## What is being asked
Restate word for word the lines of the records below, starting at the line that contains "lists). It's omitted" and ending at the line that contains "with no arguments.", with both of those lines included and nothing else.

## Study material
◇ ◇ ◇ ◇

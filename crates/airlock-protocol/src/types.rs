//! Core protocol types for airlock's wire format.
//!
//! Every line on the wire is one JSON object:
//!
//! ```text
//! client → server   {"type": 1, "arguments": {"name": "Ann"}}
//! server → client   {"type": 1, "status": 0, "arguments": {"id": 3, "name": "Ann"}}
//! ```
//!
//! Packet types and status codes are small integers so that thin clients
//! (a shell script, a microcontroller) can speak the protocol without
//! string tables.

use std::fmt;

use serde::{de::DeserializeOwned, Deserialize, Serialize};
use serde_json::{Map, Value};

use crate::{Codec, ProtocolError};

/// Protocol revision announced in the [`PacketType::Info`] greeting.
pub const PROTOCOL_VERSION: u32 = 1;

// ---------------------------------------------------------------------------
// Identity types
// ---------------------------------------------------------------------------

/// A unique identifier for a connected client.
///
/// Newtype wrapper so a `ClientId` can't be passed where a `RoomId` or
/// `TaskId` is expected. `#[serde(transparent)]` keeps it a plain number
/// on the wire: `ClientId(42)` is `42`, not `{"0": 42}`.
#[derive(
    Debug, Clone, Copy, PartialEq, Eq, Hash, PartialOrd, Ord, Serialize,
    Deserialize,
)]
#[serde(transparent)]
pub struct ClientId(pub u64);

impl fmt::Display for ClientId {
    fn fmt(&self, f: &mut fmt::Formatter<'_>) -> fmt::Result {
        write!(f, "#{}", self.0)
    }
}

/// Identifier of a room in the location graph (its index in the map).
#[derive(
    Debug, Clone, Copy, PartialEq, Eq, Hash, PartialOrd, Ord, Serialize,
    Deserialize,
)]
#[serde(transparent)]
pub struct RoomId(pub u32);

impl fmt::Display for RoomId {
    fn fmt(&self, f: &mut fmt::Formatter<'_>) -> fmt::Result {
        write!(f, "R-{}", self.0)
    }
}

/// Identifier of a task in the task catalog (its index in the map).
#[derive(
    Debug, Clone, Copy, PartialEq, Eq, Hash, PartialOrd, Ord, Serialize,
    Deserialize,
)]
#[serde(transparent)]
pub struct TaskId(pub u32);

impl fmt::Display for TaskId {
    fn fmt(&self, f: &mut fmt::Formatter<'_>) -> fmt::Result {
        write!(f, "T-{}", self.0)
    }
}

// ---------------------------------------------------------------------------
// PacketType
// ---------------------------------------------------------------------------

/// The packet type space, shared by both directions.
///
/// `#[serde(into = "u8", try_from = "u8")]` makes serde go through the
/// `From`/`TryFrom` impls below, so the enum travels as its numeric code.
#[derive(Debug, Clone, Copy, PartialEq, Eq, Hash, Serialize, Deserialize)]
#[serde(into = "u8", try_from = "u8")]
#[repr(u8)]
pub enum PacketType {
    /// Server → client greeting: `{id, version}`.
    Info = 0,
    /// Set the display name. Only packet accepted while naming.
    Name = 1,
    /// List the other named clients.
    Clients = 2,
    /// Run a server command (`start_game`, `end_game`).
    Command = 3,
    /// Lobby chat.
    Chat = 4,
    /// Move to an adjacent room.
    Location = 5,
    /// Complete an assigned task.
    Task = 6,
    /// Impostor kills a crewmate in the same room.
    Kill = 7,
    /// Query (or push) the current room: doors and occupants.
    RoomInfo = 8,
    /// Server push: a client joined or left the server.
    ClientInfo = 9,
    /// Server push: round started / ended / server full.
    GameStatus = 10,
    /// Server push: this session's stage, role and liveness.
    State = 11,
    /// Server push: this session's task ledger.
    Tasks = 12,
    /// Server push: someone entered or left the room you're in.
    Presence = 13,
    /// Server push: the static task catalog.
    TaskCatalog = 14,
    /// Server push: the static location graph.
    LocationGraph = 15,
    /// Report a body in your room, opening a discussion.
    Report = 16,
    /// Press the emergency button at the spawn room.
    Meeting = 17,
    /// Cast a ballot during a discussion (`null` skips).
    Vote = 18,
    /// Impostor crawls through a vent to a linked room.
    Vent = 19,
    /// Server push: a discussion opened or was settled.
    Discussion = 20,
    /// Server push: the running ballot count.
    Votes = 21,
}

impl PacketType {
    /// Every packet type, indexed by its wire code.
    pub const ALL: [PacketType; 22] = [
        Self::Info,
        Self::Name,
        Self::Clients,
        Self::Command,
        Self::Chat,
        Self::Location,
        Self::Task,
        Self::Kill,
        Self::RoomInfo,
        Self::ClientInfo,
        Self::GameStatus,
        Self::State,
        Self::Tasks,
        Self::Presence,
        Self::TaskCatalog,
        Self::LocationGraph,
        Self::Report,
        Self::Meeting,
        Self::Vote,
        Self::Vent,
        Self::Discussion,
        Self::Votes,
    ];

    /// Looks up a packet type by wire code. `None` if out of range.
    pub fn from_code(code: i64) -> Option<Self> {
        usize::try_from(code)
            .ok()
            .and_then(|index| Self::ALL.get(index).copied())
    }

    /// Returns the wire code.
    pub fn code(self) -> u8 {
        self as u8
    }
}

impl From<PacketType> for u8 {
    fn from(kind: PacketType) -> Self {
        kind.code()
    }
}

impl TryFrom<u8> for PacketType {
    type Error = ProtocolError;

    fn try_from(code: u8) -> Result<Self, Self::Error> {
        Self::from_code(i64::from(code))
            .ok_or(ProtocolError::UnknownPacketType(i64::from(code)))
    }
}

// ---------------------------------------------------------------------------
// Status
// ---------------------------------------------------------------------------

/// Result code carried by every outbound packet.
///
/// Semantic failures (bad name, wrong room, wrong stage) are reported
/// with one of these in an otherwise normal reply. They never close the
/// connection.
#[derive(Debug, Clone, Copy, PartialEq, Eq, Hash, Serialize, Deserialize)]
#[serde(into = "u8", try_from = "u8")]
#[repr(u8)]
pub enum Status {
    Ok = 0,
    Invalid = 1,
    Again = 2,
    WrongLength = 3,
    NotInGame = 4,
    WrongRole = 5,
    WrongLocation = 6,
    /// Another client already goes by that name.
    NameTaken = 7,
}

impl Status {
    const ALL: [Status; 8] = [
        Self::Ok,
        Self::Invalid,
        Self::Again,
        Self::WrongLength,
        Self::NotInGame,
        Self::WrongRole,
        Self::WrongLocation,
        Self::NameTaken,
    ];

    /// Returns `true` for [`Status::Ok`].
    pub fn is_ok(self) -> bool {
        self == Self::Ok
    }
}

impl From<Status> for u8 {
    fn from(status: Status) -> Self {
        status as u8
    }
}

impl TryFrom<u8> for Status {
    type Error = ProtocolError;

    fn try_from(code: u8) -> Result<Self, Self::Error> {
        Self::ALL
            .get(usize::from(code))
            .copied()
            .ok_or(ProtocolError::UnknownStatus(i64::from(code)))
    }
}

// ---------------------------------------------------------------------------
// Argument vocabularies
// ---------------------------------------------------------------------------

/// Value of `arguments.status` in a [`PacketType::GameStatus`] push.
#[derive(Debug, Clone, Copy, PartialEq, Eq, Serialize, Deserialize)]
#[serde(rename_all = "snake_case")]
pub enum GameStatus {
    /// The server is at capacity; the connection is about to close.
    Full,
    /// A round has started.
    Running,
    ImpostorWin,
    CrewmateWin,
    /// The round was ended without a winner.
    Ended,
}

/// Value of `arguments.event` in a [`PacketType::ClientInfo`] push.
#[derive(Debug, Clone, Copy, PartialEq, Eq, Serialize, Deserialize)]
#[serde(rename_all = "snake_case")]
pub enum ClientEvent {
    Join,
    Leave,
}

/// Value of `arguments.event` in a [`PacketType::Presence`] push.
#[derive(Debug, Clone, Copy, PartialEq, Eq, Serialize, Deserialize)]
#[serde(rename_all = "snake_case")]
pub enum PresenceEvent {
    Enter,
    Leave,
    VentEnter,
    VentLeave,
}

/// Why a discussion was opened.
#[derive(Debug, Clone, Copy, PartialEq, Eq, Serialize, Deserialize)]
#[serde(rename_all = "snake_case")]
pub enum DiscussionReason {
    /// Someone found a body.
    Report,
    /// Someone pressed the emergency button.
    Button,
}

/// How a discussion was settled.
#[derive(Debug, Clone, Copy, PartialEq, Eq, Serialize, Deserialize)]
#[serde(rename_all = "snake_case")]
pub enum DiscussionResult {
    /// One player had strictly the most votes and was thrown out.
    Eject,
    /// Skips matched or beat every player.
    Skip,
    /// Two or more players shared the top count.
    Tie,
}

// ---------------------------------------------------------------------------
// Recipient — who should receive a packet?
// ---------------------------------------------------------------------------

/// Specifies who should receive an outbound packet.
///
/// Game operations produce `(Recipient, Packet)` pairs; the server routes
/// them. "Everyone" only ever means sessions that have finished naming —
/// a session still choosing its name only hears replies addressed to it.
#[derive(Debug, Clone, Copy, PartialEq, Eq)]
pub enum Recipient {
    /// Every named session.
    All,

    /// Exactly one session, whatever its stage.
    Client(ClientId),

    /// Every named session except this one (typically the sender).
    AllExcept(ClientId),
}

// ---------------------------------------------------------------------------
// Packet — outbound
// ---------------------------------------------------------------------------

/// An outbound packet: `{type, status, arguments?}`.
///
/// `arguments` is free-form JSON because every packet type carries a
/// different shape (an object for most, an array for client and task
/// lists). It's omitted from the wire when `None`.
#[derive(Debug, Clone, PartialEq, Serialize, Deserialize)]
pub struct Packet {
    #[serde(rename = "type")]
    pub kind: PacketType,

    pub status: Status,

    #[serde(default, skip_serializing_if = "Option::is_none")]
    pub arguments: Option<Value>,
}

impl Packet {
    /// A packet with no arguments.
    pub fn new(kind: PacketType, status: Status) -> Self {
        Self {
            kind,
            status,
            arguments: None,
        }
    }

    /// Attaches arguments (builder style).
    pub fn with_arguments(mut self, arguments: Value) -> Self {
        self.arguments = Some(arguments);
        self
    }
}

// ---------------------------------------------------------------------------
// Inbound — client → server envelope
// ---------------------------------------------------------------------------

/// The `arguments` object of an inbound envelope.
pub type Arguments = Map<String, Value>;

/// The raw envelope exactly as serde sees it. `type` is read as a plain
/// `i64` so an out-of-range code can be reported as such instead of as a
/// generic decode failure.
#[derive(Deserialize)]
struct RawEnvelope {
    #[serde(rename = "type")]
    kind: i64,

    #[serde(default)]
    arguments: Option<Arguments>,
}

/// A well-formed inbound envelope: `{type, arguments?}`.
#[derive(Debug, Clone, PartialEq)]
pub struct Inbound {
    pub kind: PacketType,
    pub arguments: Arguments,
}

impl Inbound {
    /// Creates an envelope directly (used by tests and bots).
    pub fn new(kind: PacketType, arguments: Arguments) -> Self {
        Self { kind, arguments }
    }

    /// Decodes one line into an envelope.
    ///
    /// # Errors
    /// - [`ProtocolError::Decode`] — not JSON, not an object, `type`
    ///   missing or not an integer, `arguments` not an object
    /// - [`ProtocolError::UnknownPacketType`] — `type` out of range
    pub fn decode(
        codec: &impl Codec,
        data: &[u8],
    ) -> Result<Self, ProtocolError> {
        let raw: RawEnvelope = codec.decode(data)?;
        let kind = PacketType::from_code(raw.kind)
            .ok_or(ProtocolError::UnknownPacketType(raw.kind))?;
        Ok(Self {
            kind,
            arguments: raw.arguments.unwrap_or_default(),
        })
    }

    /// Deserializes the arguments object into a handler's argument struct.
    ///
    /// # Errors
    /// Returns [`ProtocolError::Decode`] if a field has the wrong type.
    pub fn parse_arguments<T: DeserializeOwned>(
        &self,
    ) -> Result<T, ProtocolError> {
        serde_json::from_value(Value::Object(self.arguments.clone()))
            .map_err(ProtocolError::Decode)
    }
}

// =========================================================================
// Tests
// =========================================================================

◇ ◇ ◇ ◇

## Expected output
/// lists). It's omitted from the wire when `None`.
#[derive(Debug, Clone, PartialEq, Serialize, Deserialize)]
pub struct Packet {
    #[serde(rename = "type")]
    pub kind: PacketType,

    pub status: Status,

    #[serde(default, skip_serializing_if = "Option::is_none")]
    pub arguments: Option<Value>,
}

impl Packet {
    /// A packet with no arguments.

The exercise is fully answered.